### Work task
Work through the data below and copy out every line where "error" is found.

### Records for this task
* * * * * * * * *
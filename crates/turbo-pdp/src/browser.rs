//! [`Platform`] backed by the browser window.
//!
//! Only built for `wasm32`. Notifications are dispatched as `CustomEvent`s
//! on `document`, so other widgets listen for them by name.

use std::time::Duration;

use futures::future::LocalBoxFuture;
use turbo_observability::StructuredLogger;
use wasm_bindgen::closure::Closure;
use wasm_bindgen::{JsCast, JsValue};

use crate::platform::{Platform, TimerTask};

/// The live page.
pub struct BrowserPlatform {
    logger: StructuredLogger,
}

impl Default for BrowserPlatform {
    fn default() -> Self {
        Self::new()
    }
}

impl std::fmt::Debug for BrowserPlatform {
    fn fmt(&self, f: &mut std::fmt::Formatter<'_>) -> std::fmt::Result {
        f.debug_struct("BrowserPlatform").finish_non_exhaustive()
    }
}

impl BrowserPlatform {
    pub fn new() -> Self {
        Self {
            logger: StructuredLogger::new("browser-platform"),
        }
    }

    fn report(&self, message: &str, error: &JsValue) {
        self.logger
            .warn_builder(message)
            .field("error", format!("{:?}", error))
            .emit();
    }
}

impl Platform for BrowserPlatform {
    fn supports_form_data(&self) -> bool {
        js_sys::Reflect::has(&js_sys::global(), &JsValue::from_str("FormData")).unwrap_or(false)
    }

    fn origin(&self) -> String {
        web_sys::window()
            .and_then(|w| w.location().origin().ok())
            .unwrap_or_default()
    }

    fn navigate(&self, url: &str) {
        let Some(window) = web_sys::window() else {
            return;
        };
        if let Err(e) = window.location().set_href(url) {
            self.report("Navigation failed", &e);
        }
    }

    fn notify(&self, event: &str) {
        let Some(document) = web_sys::window().and_then(|w| w.document()) else {
            return;
        };
        match web_sys::CustomEvent::new(event) {
            Ok(event) => {
                document.dispatch_event(&event).ok();
            }
            Err(e) => self.report("Notification failed", &e),
        }
    }

    fn set_timeout(&self, delay: Duration, task: TimerTask) {
        let Some(window) = web_sys::window() else {
            return;
        };
        let callback = Closure::once_into_js(move || task());
        let millis = i32::try_from(delay.as_millis()).unwrap_or(i32::MAX);
        if let Err(e) = window.set_timeout_with_callback_and_timeout_and_arguments_0(
            callback.unchecked_ref(),
            millis,
        ) {
            self.report("Timer scheduling failed", &e);
        }
    }

    fn spawn(&self, future: LocalBoxFuture<'static, ()>) {
        wasm_bindgen_futures::spawn_local(future);
    }
}
//! In-memory document model for TurboCommerce client controllers.
//!
//! Controllers never touch the browser directly. They read and patch a
//! [`Document`] built from the product section's markup. The embedding page
//! owns that markup and writes patched fragments back to the live DOM.
//!
//! This crate provides:
//! - `Document` - Arena-backed element tree with attributes, classes and content
//! - `ElementBuilder` - Fluent construction of subtrees
//! - `Selector` - The small CSS subset product templates rely on
//! - `FormData` / `serialize_form` - Successful-control collection for forms

use std::cell::RefCell;
use std::rc::Rc;

mod document;
mod form;
mod selector;

pub use document::*;
pub use form::*;
pub use selector::*;

/// Node identifier (index into the document arena).
#[derive(Debug, Clone, Copy, PartialEq, Eq, Hash, PartialOrd, Ord)]
pub struct NodeId(pub(crate) u32);

impl NodeId {
    /// The document root.
    pub const ROOT: NodeId = NodeId(0);

    pub(crate) fn index(self) -> usize {
        self.0 as usize
    }
}

impl std::fmt::Display for NodeId {
    fn fmt(&self, f: &mut std::fmt::Formatter<'_>) -> std::fmt::Result {
        write!(f, "#{}", self.0)
    }
}

/// A document shared between a controller, its timers and its spawned tasks.
pub type SharedDocument = Rc<RefCell<Document>>;

/// Wrap a document for sharing on the UI thread.
pub fn shared(document: Document) -> SharedDocument {
    Rc::new(RefCell::new(document))
}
* * * * * * * * *
### Solution below
    fn report(&self, message: &str, error: &JsValue) {
            .field("error", format!("{:?}", error))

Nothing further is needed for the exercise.